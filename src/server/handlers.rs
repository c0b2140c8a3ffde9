//! HTTP request handlers for the document service.

use axum::extract::{Multipart, Path, State};
use axum::http::{header, HeaderMap, StatusCode};
use axum::response::IntoResponse;
use axum::{Form, Json};
use serde::{Deserialize, Serialize};
use tracing::{info, warn};

use super::auth::Caller;
use super::AppState;
use crate::error::ServiceError;
use crate::models::Document;
use crate::pipeline;
use crate::queue::NewJob;

/// Health check endpoint for container orchestration.
pub async fn health() -> impl IntoResponse {
    Json(serde_json::json!({ "status": "ok" }))
}

#[derive(Debug, Serialize)]
pub struct UploadResponse {
    pub id: i64,
    pub filename: String,
    pub status: String,
}

#[derive(Debug, Serialize)]
pub struct DocumentResponse {
    pub id: i64,
    pub filename: String,
    pub status: String,
    pub created_at: String,
    pub updated_at: String,
}

impl From<Document> for DocumentResponse {
    fn from(doc: Document) -> Self {
        Self {
            id: doc.id,
            filename: doc.filename,
            status: doc.status.as_str().to_string(),
            created_at: doc.created_at.to_rfc3339(),
            updated_at: doc.updated_at.to_rfc3339(),
        }
    }
}

/// Upload a document. Accepts one multipart `file` field; the bytes are
/// persisted before the record is created, so a record never points at a
/// missing file.
pub async fn upload_document(
    caller: Caller,
    State(state): State<AppState>,
    mut multipart: Multipart,
) -> Result<impl IntoResponse, ServiceError> {
    caller.require_user()?;

    let mut upload: Option<(String, Vec<u8>)> = None;
    while let Some(field) = multipart
        .next_field()
        .await
        .map_err(|e| ServiceError::BadRequest(format!("invalid multipart body: {e}")))?
    {
        if field.name() == Some("file") {
            let filename = field
                .file_name()
                .map(|n| n.to_string())
                .ok_or_else(|| ServiceError::BadRequest("file field has no filename".into()))?;
            let bytes = field
                .bytes()
                .await
                .map_err(|e| ServiceError::BadRequest(format!("failed to read upload: {e}")))?;
            upload = Some((filename, bytes.to_vec()));
        }
    }

    let (filename, bytes) =
        upload.ok_or_else(|| ServiceError::BadRequest("missing file field".into()))?;
    if bytes.is_empty() {
        return Err(ServiceError::BadRequest("uploaded file is empty".into()));
    }

    // Unsupported formats are still accepted; the worker rejects them at
    // load time. Flag them early for operators.
    if !pipeline::is_supported(&filename) {
        warn!(filename = %filename, "uploaded format is unsupported; processing will fail");
    }

    state.storage.save_upload(&filename, &bytes)?;
    let doc = state.repo.create(&filename)?;
    state.metrics.jobs_created.inc();
    info!(
        document_id = doc.id,
        filename = %doc.filename,
        size = bytes.len(),
        "document uploaded"
    );

    Ok((
        StatusCode::CREATED,
        Json(UploadResponse {
            id: doc.id,
            filename: doc.filename,
            status: doc.status.as_str().to_string(),
        }),
    ))
}

#[derive(Debug, Deserialize, Default)]
pub struct EnqueueForm {
    pub prompt: Option<String>,
}

#[derive(Debug, Serialize)]
pub struct EnqueueResponse {
    pub job_id: i64,
    pub status: String,
}

/// Enqueue a document for processing. Re-enqueueing is allowed from any
/// state and clears a previous result.
///
/// Ordering matters: the job is enqueued before the status flips to
/// `queued`, so a queue failure leaves the document untouched and the
/// caller gets 503.
pub async fn enqueue_document(
    caller: Caller,
    State(state): State<AppState>,
    Path(doc_id): Path<i64>,
    form: Option<Form<EnqueueForm>>,
) -> Result<impl IntoResponse, ServiceError> {
    caller.require_user()?;

    let doc = state.repo.get_required(doc_id)?;
    let prompt = form
        .and_then(|Form(f)| f.prompt)
        .filter(|p| !p.trim().is_empty())
        .unwrap_or_else(|| state.default_prompt.clone());

    let file_path = state.storage.raw_path(&doc.filename);
    let job_id = state
        .queue
        .enqueue(NewJob {
            document_id: doc.id,
            file_path: file_path.display().to_string(),
            prompt,
        })
        .await?;
    state.repo.mark_queued(doc.id)?;
    info!(document_id = doc.id, job_id, "document enqueued");

    Ok((
        StatusCode::ACCEPTED,
        Json(EnqueueResponse {
            job_id,
            status: "queued".to_string(),
        }),
    ))
}

/// Fetch a document record.
pub async fn get_document(
    caller: Caller,
    State(state): State<AppState>,
    Path(doc_id): Path<i64>,
) -> Result<Json<DocumentResponse>, ServiceError> {
    caller.require_user()?;
    let doc = state.repo.get_required(doc_id)?;
    Ok(Json(DocumentResponse::from(doc)))
}

/// Download the inference result as a JSON attachment.
///
/// 404 until the document is `done` with a stored result. The result file
/// is re-materialized from the database on each request, so the database
/// row stays the source of truth.
pub async fn get_result(
    caller: Caller,
    State(state): State<AppState>,
    Path(doc_id): Path<i64>,
) -> Result<impl IntoResponse, ServiceError> {
    caller.require_user()?;

    let doc = state.repo.get_required(doc_id)?;
    if !doc.has_result() {
        return Err(ServiceError::NotFound);
    }
    let payload = doc.result_json.unwrap_or_default();

    state.storage.write_result(doc_id, &payload)?;

    let mut headers = HeaderMap::new();
    headers.insert(
        header::CONTENT_TYPE,
        header::HeaderValue::from_static("application/json"),
    );
    if let Ok(value) = header::HeaderValue::from_str(&format!(
        "attachment; filename=\"{doc_id}.json\""
    )) {
        headers.insert(header::CONTENT_DISPOSITION, value);
    }
    Ok((headers, payload))
}

#[derive(Debug, Serialize)]
pub struct DeleteResponse {
    pub deleted: bool,
}

/// Delete a document: stored files first, then the record. A failure to
/// remove files leaves the record in place so nothing is orphaned.
pub async fn delete_document(
    caller: Caller,
    State(state): State<AppState>,
    Path(doc_id): Path<i64>,
) -> Result<Json<DeleteResponse>, ServiceError> {
    caller.require_user()?;

    let doc = state.repo.get_required(doc_id)?;
    state.storage.remove_document_files(&doc.filename, doc.id)?;
    state.repo.delete(doc.id)?;
    info!(document_id = doc.id, "document deleted");

    Ok(Json(DeleteResponse { deleted: true }))
}

/// Prometheus text exposition. Unauthenticated, for scrapers.
pub async fn metrics(State(state): State<AppState>) -> impl IntoResponse {
    (
        [(header::CONTENT_TYPE, "text/plain; version=0.0.4")],
        state.metrics.render(),
    )
}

■ WHAT THE TASK ASKS: Please output the full listing one more time, exactly.

■ RESULT BELOW:
filename src/server/handlers.rs
repository c0b2140c8a3ffde9
//! HTTP request handlers for the document service.

use axum::extract::{Multipart, Path, State};
use axum::http::{header, HeaderMap, StatusCode};
use axum::response::IntoResponse;
use axum::{Form, Json};
use serde::{Deserialize, Serialize};
use tracing::{info, warn};

use super::auth::Caller;
use super::AppState;
use crate::error::ServiceError;
use crate::models::Document;
use crate::pipeline;
use crate::queue::NewJob;

/// Health check endpoint for container orchestration.
pub async fn health() -> impl IntoResponse {
    Json(serde_json::json!({ "status": "ok" }))
}

#[derive(Debug, Serialize)]
pub struct UploadResponse {
    pub id: i64,
    pub filename: String,
    pub status: String,
}

#[derive(Debug, Serialize)]
pub struct DocumentResponse {
    pub id: i64,
    pub filename: String,
    pub status: String,
    pub created_at: String,
    pub updated_at: String,
}

impl From<Document> for DocumentResponse {
    fn from(doc: Document) -> Self {
        Self {
            id: doc.id,
            filename: doc.filename,
            status: doc.status.as_str().to_string(),
            created_at: doc.created_at.to_rfc3339(),
            updated_at: doc.updated_at.to_rfc3339(),
        }
    }
}

/// Upload a document. Accepts one multipart `file` field; the bytes are
/// persisted before the record is created, so a record never points at a
/// missing file.
pub async fn upload_document(
    caller: Caller,
    State(state): State<AppState>,
    mut multipart: Multipart,
) -> Result<impl IntoResponse, ServiceError> {
    caller.require_user()?;

    let mut upload: Option<(String, Vec<u8>)> = None;
    while let Some(field) = multipart
        .next_field()
        .await
        .map_err(|e| ServiceError::BadRequest(format!("invalid multipart body: {e}")))?
    {
        if field.name() == Some("file") {
            let filename = field
                .file_name()
                .map(|n| n.to_string())
                .ok_or_else(|| ServiceError::BadRequest("file field has no filename".into()))?;
            let bytes = field
                .bytes()
                .await
                .map_err(|e| ServiceError::BadRequest(format!("failed to read upload: {e}")))?;
            upload = Some((filename, bytes.to_vec()));
        }
    }

    let (filename, bytes) =
        upload.ok_or_else(|| ServiceError::BadRequest("missing file field".into()))?;
    if bytes.is_empty() {
        return Err(ServiceError::BadRequest("uploaded file is empty".into()));
    }

    // Unsupported formats are still accepted; the worker rejects them at
    // load time. Flag them early for operators.
    if !pipeline::is_supported(&filename) {
        warn!(filename = %filename, "uploaded format is unsupported; processing will fail");
    }

    state.storage.save_upload(&filename, &bytes)?;
    let doc = state.repo.create(&filename)?;
    state.metrics.jobs_created.inc();
    info!(
        document_id = doc.id,
        filename = %doc.filename,
        size = bytes.len(),
        "document uploaded"
    );

    Ok((
        StatusCode::CREATED,
        Json(UploadResponse {
            id: doc.id,
            filename: doc.filename,
            status: doc.status.as_str().to_string(),
        }),
    ))
}

#[derive(Debug, Deserialize, Default)]
pub struct EnqueueForm {
    pub prompt: Option<String>,
}

#[derive(Debug, Serialize)]
pub struct EnqueueResponse {
    pub job_id: i64,
    pub status: String,
}

/// Enqueue a document for processing. Re-enqueueing is allowed from any
/// state and clears a previous result.
///
/// Ordering matters: the job is enqueued before the status flips to
/// `queued`, so a queue failure leaves the document untouched and the
/// caller gets 503.
pub async fn enqueue_document(
    caller: Caller,
    State(state): State<AppState>,
    Path(doc_id): Path<i64>,
    form: Option<Form<EnqueueForm>>,
) -> Result<impl IntoResponse, ServiceError> {
    caller.require_user()?;

    let doc = state.repo.get_required(doc_id)?;
    let prompt = form
        .and_then(|Form(f)| f.prompt)
        .filter(|p| !p.trim().is_empty())
        .unwrap_or_else(|| state.default_prompt.clone());

    let file_path = state.storage.raw_path(&doc.filename);
    let job_id = state
        .queue
        .enqueue(NewJob {
            document_id: doc.id,
            file_path: file_path.display().to_string(),
            prompt,
        })
        .await?;
    state.repo.mark_queued(doc.id)?;
    info!(document_id = doc.id, job_id, "document enqueued");

    Ok((
        StatusCode::ACCEPTED,
        Json(EnqueueResponse {
            job_id,
            status: "queued".to_string(),
        }),
    ))
}

/// Fetch a document record.
pub async fn get_document(
    caller: Caller,
    State(state): State<AppState>,
    Path(doc_id): Path<i64>,
) -> Result<Json<DocumentResponse>, ServiceError> {
    caller.require_user()?;
    let doc = state.repo.get_required(doc_id)?;
    Ok(Json(DocumentResponse::from(doc)))
}

/// Download the inference result as a JSON attachment.
///
/// 404 until the document is `done` with a stored result. The result file
/// is re-materialized from the database on each request, so the database
/// row stays the source of truth.
pub async fn get_result(
    caller: Caller,
    State(state): State<AppState>,
    Path(doc_id): Path<i64>,
) -> Result<impl IntoResponse, ServiceError> {
    caller.require_user()?;

    let doc = state.repo.get_required(doc_id)?;
    if !doc.has_result() {
        return Err(ServiceError::NotFound);
    }
    let payload = doc.result_json.unwrap_or_default();

    state.storage.write_result(doc_id, &payload)?;

    let mut headers = HeaderMap::new();
    headers.insert(
        header::CONTENT_TYPE,
        header::HeaderValue::from_static("application/json"),
    );
    if let Ok(value) = header::HeaderValue::from_str(&format!(
        "attachment; filename=\"{doc_id}.json\""
    )) {
        headers.insert(header::CONTENT_DISPOSITION, value);
    }
    Ok((headers, payload))
}

#[derive(Debug, Serialize)]
pub struct DeleteResponse {
    pub deleted: bool,
}

/// Delete a document: stored files first, then the record. A failure to
/// remove files leaves the record in place so nothing is orphaned.
pub async fn delete_document(
    caller: Caller,
    State(state): State<AppState>,
    Path(doc_id): Path<i64>,
) -> Result<Json<DeleteResponse>, ServiceError> {
    caller.require_user()?;

    let doc = state.repo.get_required(doc_id)?;
    state.storage.remove_document_files(&doc.filename, doc.id)?;
    state.repo.delete(doc.id)?;
    info!(document_id = doc.id, "document deleted");

    Ok(Json(DeleteResponse { deleted: true }))
}

/// Prometheus text exposition. Unauthenticated, for scrapers.
pub async fn metrics(State(state): State<AppState>) -> impl IntoResponse {
    (
        [(header::CONTENT_TYPE, "text/plain; version=0.0.4")],
        state.metrics.render(),
    )
}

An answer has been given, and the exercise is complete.